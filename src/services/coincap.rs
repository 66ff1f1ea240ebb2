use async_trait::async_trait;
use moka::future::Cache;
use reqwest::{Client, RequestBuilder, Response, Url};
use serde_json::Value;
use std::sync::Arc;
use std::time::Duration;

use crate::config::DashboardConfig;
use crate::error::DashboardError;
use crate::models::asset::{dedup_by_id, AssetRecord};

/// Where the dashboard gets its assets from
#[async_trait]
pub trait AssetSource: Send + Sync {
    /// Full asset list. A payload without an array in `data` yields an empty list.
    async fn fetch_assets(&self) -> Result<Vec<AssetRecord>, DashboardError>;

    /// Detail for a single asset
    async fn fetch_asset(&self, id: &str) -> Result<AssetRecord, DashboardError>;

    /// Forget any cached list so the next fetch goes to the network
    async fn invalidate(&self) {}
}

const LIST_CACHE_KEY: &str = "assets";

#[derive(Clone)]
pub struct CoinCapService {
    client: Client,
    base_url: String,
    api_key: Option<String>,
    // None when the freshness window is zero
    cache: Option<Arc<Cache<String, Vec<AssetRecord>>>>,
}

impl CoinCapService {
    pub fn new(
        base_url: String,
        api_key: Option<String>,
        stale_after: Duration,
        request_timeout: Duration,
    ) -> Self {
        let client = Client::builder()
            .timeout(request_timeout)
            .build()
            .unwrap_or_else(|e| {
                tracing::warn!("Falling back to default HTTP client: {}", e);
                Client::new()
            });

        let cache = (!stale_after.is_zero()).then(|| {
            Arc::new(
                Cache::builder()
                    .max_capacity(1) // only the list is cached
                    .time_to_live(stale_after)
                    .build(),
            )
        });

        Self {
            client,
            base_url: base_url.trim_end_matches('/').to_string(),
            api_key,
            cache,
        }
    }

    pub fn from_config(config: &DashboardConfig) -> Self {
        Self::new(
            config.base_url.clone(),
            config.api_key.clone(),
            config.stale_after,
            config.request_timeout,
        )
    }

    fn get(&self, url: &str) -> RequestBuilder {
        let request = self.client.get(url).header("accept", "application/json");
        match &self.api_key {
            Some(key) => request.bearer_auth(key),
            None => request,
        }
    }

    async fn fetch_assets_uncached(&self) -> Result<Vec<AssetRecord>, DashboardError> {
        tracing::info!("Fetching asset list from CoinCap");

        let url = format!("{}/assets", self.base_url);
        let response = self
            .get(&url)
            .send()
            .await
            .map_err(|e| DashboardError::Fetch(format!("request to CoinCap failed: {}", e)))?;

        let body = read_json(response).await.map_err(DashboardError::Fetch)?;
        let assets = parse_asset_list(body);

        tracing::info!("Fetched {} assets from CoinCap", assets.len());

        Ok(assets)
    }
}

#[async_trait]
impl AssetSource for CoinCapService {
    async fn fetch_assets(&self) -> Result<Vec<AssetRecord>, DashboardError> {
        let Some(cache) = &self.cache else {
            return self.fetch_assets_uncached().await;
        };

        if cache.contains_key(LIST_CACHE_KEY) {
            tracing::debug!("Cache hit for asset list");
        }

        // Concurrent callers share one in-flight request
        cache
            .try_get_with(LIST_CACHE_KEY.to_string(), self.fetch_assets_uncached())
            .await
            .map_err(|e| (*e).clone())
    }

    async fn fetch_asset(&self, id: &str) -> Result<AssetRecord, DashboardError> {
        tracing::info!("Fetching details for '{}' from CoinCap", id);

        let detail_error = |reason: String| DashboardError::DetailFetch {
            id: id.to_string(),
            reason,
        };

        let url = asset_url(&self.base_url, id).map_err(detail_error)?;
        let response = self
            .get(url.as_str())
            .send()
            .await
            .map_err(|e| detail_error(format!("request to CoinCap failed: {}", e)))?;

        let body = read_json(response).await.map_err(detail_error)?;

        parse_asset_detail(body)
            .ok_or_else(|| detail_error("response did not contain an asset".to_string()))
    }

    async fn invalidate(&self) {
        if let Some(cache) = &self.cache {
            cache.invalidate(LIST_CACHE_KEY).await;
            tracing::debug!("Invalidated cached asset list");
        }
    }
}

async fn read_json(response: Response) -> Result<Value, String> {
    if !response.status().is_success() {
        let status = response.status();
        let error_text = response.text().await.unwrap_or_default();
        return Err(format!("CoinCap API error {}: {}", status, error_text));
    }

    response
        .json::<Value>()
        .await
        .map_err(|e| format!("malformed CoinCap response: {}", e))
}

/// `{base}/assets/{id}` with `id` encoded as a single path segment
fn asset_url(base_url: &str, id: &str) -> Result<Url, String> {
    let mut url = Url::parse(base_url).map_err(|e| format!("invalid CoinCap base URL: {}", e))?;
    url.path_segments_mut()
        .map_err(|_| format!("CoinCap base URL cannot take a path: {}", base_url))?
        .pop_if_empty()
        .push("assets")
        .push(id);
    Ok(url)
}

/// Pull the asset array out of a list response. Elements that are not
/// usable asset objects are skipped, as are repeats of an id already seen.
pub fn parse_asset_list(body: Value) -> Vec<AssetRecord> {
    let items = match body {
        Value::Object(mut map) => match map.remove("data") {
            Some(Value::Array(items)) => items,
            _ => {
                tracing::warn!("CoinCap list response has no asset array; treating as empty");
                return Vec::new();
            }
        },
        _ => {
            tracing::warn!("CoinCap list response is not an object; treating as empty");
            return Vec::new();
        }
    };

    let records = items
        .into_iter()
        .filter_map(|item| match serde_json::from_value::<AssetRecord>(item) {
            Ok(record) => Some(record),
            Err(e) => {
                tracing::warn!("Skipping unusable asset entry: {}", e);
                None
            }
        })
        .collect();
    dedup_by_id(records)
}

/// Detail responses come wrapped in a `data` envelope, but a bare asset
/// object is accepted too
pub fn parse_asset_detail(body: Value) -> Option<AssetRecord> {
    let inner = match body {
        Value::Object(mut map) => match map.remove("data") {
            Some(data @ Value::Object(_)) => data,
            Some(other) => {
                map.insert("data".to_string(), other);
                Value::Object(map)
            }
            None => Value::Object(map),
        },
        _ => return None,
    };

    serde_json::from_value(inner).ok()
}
○ ○ ○ ○ ○ ○ ○
• [AIM OF THE TASK] Reproduce the records above exactly, from the first line through the line containing "use crate::config::DashboardConfig;", and output nothing else.

• [REPLY]
filename src/services/coincap.rs
repository 66ff1f1ea240ebb2
use async_trait::async_trait;
use moka::future::Cache;
use reqwest::{Client, RequestBuilder, Response, Url};
use serde_json::Value;
use std::sync::Arc;
use std::time::Duration;

use crate::config::DashboardConfig;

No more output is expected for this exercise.